In 1952 Aida won a year-long...view moreAida Kouyoumjian was born in Felloujah, Iraq. When she and her sister were old enough to attend school, her family moved sixty miles east to Baghdad.
In 1952 Aida won a year-long Fulbright Scholarship to the University of Washington in Seattle. As the eldest daughter, she was the first in her family to leave Baghdad. The Iraqi government, a monarchy at the time, gave her its blessing. After the year was up, Aida reapplied and stayed another four years. At the end of that period, her father warned her of unrest in Iraq and advised her to extend her stay. Aida married an American—a fellow student—but she still received deportation notices. Her politically savvy in-laws appealed her case to Senator Warren G. Magnuson, who introduced a special bill in congress allowing her to stay in the U.S.
Aida’s path to citizenship was further delayed by her engineer husband’s frequent moves.

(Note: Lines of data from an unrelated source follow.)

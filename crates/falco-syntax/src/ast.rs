//! Abstract syntax tree for Fastly VCL.
//!
//! Tagged enums with one variant per declaration, statement and expression
//! form. Every node carries its byte range; declarations and statements
//! carry their leading comments because the analyzer reads them (scope
//! annotations such as `//@recv, log` and the `#FASTLY <phase>` macro).

use smol_str::SmolStr;
use text_size::TextRange;

/// A comment attached to a node.
#[derive(Debug, Clone, PartialEq, Eq)]
pub struct Comment {
    /// Raw comment text including the marker.
    pub text: SmolStr,
    /// Byte range in the source.
    pub range: TextRange,
}

impl Comment {
    /// Returns the comment content with markers and surrounding whitespace
    /// stripped: `// foo` -> `foo`, `### bar` -> `bar`, `/* baz */` -> `baz`.
    #[must_use]
    pub fn content(&self) -> &str {
        let text = self.text.as_str();
        if let Some(inner) = text.strip_prefix("/*") {
            return inner.strip_suffix("*/").unwrap_or(inner).trim();
        }
        text.trim_start_matches(['/', '#']).trim()
    }
}

/// An identifier with its position.
#[derive(Debug, Clone, PartialEq, Eq)]
pub struct Ident {
    /// The identifier text.
    pub name: SmolStr,
    /// Byte range in the source.
    pub range: TextRange,
}

/// A string literal. `long` is set for `{"..."}` strings.
#[derive(Debug, Clone, PartialEq, Eq)]
pub struct StringLit {
    /// The string contents without delimiters.
    pub value: SmolStr,
    /// Whether the literal used the `{"..."}` form.
    pub long: bool,
    /// Byte range in the source.
    pub range: TextRange,
}

/// An integer literal.
#[derive(Debug, Clone, PartialEq, Eq)]
pub struct IntegerLit {
    /// Parsed value.
    pub value: i64,
    /// Byte range in the source.
    pub range: TextRange,
}

/// A float literal.
#[derive(Debug, Clone, PartialEq)]
pub struct FloatLit {
    /// Parsed value.
    pub value: f64,
    /// Byte range in the source.
    pub range: TextRange,
}

/// A boolean literal.
#[derive(Debug, Clone, PartialEq, Eq)]
pub struct BoolLit {
    /// Parsed value.
    pub value: bool,
    /// Byte range in the source.
    pub range: TextRange,
}

/// A duration literal such as `1s` or `0.5m`, typed RTIME.
#[derive(Debug, Clone, PartialEq)]
pub struct RtimeLit {
    /// Raw literal text.
    pub text: SmolStr,
    /// Value converted to seconds.
    pub seconds: f64,
    /// Byte range in the source.
    pub range: TextRange,
}

/// A percentage literal such as `50%`, used for director quorum.
#[derive(Debug, Clone, PartialEq, Eq)]
pub struct PercentLit {
    /// Percentage value (the `50` in `50%`).
    pub value: u32,
    /// Byte range in the source.
    pub range: TextRange,
}

/// Prefix operators.
#[derive(Debug, Clone, Copy, PartialEq, Eq)]
pub enum PrefixOp {
    /// `!`
    Not,
    /// `-`
    Minus,
    /// `+`
    Plus,
}

impl PrefixOp {
    /// Returns the operator's source text.
    #[must_use]
    pub fn as_str(self) -> &'static str {
        match self {
            Self::Not => "!",
            Self::Minus => "-",
            Self::Plus => "+",
        }
    }
}

/// Infix operators.
#[derive(Debug, Clone, Copy, PartialEq, Eq)]
pub enum BinaryOp {
    /// `==`
    Eq,
    /// `!=`
    NotEq,
    /// `~`
    Match,
    /// `!~`
    NotMatch,
    /// `<`
    Lt,
    /// `<=`
    Lte,
    /// `>`
    Gt,
    /// `>=`
    Gte,
    /// `&&`
    And,
    /// `||`
    Or,
    /// String concatenation, written as `+` or by juxtaposition.
    Concat,
}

Finally his work allowed them to stay in Warrensburg, Missouri, for the requisite two years, thus allowing her to study and pass the citizenship exam in 1962. Her family, which now included three sons, eventually settled in Mercer Island.

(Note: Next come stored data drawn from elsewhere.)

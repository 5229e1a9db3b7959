//! The predefined variable and built-in function catalog.
//!
//! Lookup is exact match against the static tables, with wildcard handling
//! for the HTTP header families (`req.http.*`, ...), the positional regex
//! captures (`re.group.N`) and ratecounter bucket reads
//! (`ratecounter.<name>.bucket.<window>`).

mod functions;
mod variables;

pub use functions::{function, ArgKind, FunctionEntry, FUNCTIONS};
pub use variables::{BUCKET_DURATIONS, HEADER_FAMILIES, VARIABLES};

use smol_str::SmolStr;

use crate::phase::PhaseSet;
use crate::types::VclType;

/// A resolved predefined variable reference.
#[derive(Debug, Clone, PartialEq, Eq)]
pub struct VariableRef {
    /// The variable's type.
    pub ty: VclType,
    /// Phases the variable is readable in.
    pub get: PhaseSet,
    /// Phases the variable is writable in.
    pub set: PhaseSet,
    /// Phases the variable can be unset in.
    pub unset: PhaseSet,
    /// Fuzzy string-view capability.
    pub string_view: bool,
    /// The header name when this is an `*.http.*` access.
    pub http_header: Option<SmolStr>,
}

/// The result of looking up a dotted variable path.
#[derive(Debug, Clone, PartialEq, Eq)]
pub enum VariableLookup {
    /// A predefined variable or HTTP header.
    Variable(VariableRef),
    /// A `re.group.N` capture read.
    ReGroup {
        /// The capture index.
        index: u32,
    },
    /// A `ratecounter.<name>.bucket.<window>` read.
    RatecounterBucket {
        /// The ratecounter name.
        counter: SmolStr,
        /// The window part (`10s`, ...), not yet validated.
        window: SmolStr,
    },
    /// Not a predefined variable.
    NotFound,
}

/// Resolves a dotted variable path against the catalog.
#[must_use]
pub fn lookup_variable(path: &str) -> VariableLookup {
    if let Some(entry) = VARIABLES.iter().find(|entry| entry.name == path) {
        return VariableLookup::Variable(VariableRef {
            ty: entry.ty,
            get: PhaseSet::from_bits(entry.get),
            set: PhaseSet::from_bits(entry.set),
            unset: PhaseSet::from_bits(entry.unset),
            string_view: entry.string_view,
            http_header: None,
        });
    }

    for family in HEADER_FAMILIES {
        if let Some(header) = path.strip_prefix(family.prefix) {
            if header.is_empty() {
                break;
            }
            return VariableLookup::Variable(VariableRef {
                ty: VclType::String,
                get: PhaseSet::from_bits(family.get),
                set: PhaseSet::from_bits(family.set),
                unset: PhaseSet::from_bits(family.unset),
                // Headers are nullable strings; they read fine anywhere a
                // string does.
                string_view: true,
                http_header: Some(SmolStr::new(header)),
            });
        }
    }

    if let Some(index) = path.strip_prefix("re.group.") {
        if let Ok(index) = index.parse::<u32>() {
            if index <= 10 {
                return VariableLookup::ReGroup { index };
            }
        }
        return VariableLookup::NotFound;
    }

    if let Some(rest) = path.strip_prefix("ratecounter.") {
        if let Some((counter, window)) = rest.split_once(".bucket.") {
            return VariableLookup::RatecounterBucket {
                counter: SmolStr::new(counter),
                window: SmolStr::new(window),
            };
        }
    }

    VariableLookup::NotFound
}

/// Returns true if the bucket window is one of the supported durations.
#[must_use]
pub fn is_valid_bucket_window(window: &str) -> bool {
    BUCKET_DURATIONS.contains(&window)
}

#[cfg(test)]
mod tests {
    use super::*;
    use crate::phase::Phase;

    #[test]
    fn test_exact_lookup() {
        let VariableLookup::Variable(backend) = lookup_variable("req.backend") else {
            panic!("req.backend should resolve");
        };
        assert_eq!(backend.ty, VclType::Backend);
        assert!(backend.string_view);
        assert!(backend.set.contains(Phase::Recv));

        let VariableLookup::Variable(ploss) = lookup_variable("client.socket.ploss") else {
            panic!("client.socket.ploss should resolve");
        };
        assert_eq!(ploss.ty, VclType::Float);
        assert!(ploss.string_view);
    }

    #[test]
    fn test_header_wildcards() {
        let VariableLookup::Variable(header) = lookup_variable("req.http.X-Custom") else {
            panic!("req.http.* should resolve");
        };
        assert_eq!(header.ty, VclType::String);
        assert_eq!(header.http_header.as_deref(), Some("X-Custom"));
        assert!(header.unset.contains(Phase::Recv));

        let VariableLookup::Variable(resp) = lookup_variable("resp.http.Server") else {
            panic!("resp.http.* should resolve");
        };
        assert!(resp.get.contains(Phase::Log));
        assert!(!resp.get.contains(Phase::Recv));
    }

    #[test]
    fn test_header_subfield_is_part_of_the_header() {
        let VariableLookup::Variable(header) =
            lookup_variable("beresp.http.Edge-Control:cache-maxage")
        else {
            panic!("header subfield should resolve");
        };
        assert_eq!(
            header.http_header.as_deref(),
            Some("Edge-Control:cache-maxage")
        );
    }

    #[test]
    fn test_unknown_variables() {
        assert_eq!(lookup_variable("req.unknwon.Host"), VariableLookup::NotFound);
        assert_eq!(
            lookup_variable("fastly_info.h2.undefined"),
            VariableLookup::NotFound
        );
        assert_eq!(lookup_variable("req.http."), VariableLookup::NotFound);
    }

    #[test]
    fn test_re_group() {
        assert_eq!(lookup_variable("re.group.1"), VariableLookup::ReGroup { index: 1 });
        assert_eq!(lookup_variable("re.group.10"), VariableLookup::ReGroup { index: 10 });
        assert_eq!(lookup_variable("re.group.11"), VariableLookup::NotFound);
        assert_eq!(lookup_variable("re.group.x"), VariableLookup::NotFound);
    }

    #[test]
    fn test_ratecounter_bucket() {
        let VariableLookup::RatecounterBucket { counter, window } =
            lookup_variable("ratecounter.counter_60.bucket.10s")
        else {
            panic!("bucket read should resolve");
        };
        assert_eq!(counter.as_str(), "counter_60");
        assert!(is_valid_bucket_window(&window));
        assert!(!is_valid_bucket_window("100s"));
    }

    #[test]
    fn test_function_lookup() {
        let substr = function("substr").unwrap();
        assert_eq!(substr.required, 2);
        assert_eq!(substr.args.len(), 3);

        let check_rate = function("ratelimit.check_rate").unwrap();
        assert_eq!(check_rate.args.len(), 7);
        assert_eq!(check_rate.args[1], ArgKind::RatecounterName);
        assert_eq!(check_rate.args[5], ArgKind::PenaltyboxName);

        assert!(function("undefined_function").is_none());
    }

    #[test]
    fn test_catalog_has_no_duplicate_names() {
        let mut names: Vec<_> = VARIABLES.iter().map(|entry| entry.name).collect();
        names.sort_unstable();
        names.dedup();
        assert_eq!(names.len(), VARIABLES.len());

        let mut functions: Vec<_> = FUNCTIONS.iter().map(|entry| entry.name).collect();
        functions.sort_unstable();
        functions.dedup();
        assert_eq!(functions.len(), FUNCTIONS.len());
    }
}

After Aida’s father died in 1965, she was finally able to bring her mother Mannig to this country. A year later, Aida’s brother joined them. Her sister had left Baghdad in 1953, a year after Aida, and settled in South Carolina.
At the age of 69, Mannig was hired by the UW to tutor graduate students in Turkish, Armenian, and Arabic. She remained on the UW staff for seven years before retiring. Not long before her death in 1985 at the age of 79, Mannig was one of ninety survivors who attended the 70th commemoration of the Armenian Genocide in Washington, D.C.

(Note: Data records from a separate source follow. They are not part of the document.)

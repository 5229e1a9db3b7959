//! Statement checks.

use smol_str::SmolStr;
use text_size::TextRange;

use falco_syntax::ast::{Block, Expression, Statement};
use falco_syntax::parse_statements;

use crate::catalog::{self, VariableLookup, VariableRef};
use crate::check::{ExprCx, SubContext};
use crate::diagnostics::Rule;
use crate::ident::is_protected_header;
use crate::linter::{Fatal, Linter};
use crate::phase::{error_statement_phases, esi_phases, restart_phases, synthetic_phases, Phase, PhaseSet};
use crate::symbols::LocalVar;
use crate::types::VclType;

/// How an assignment-like statement touches its target.
#[derive(Debug, Clone, Copy, PartialEq, Eq)]
enum Access {
    Set,
    Add,
    Unset,
}

impl Access {
    fn verb(self) -> &'static str {
        match self {
            Self::Set => "set",
            Self::Add => "add",
            Self::Unset => "unset",
        }
    }
}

After thirty years of teaching in public schools, Aida currently offers a course on Iraq at Bellevue College and is a popular speaker at schools and public service organizations. She is a former winner of the Pacific Northwest Writers’ Association Prize for Non-fiction. She was also awarded first place by the Washington Association of Press Women for an editorial that appeared in the Seattle P-I.
Aida has been active in Seattle’s Armenian community since her University days. After Armenia’s great earthquake of 1988, she helped organize Seattle’s relief effort. In 1989 she spearheaded the formation of the Armenian Cultural Association of Washington (ACA) and was elected first president of its board of directors.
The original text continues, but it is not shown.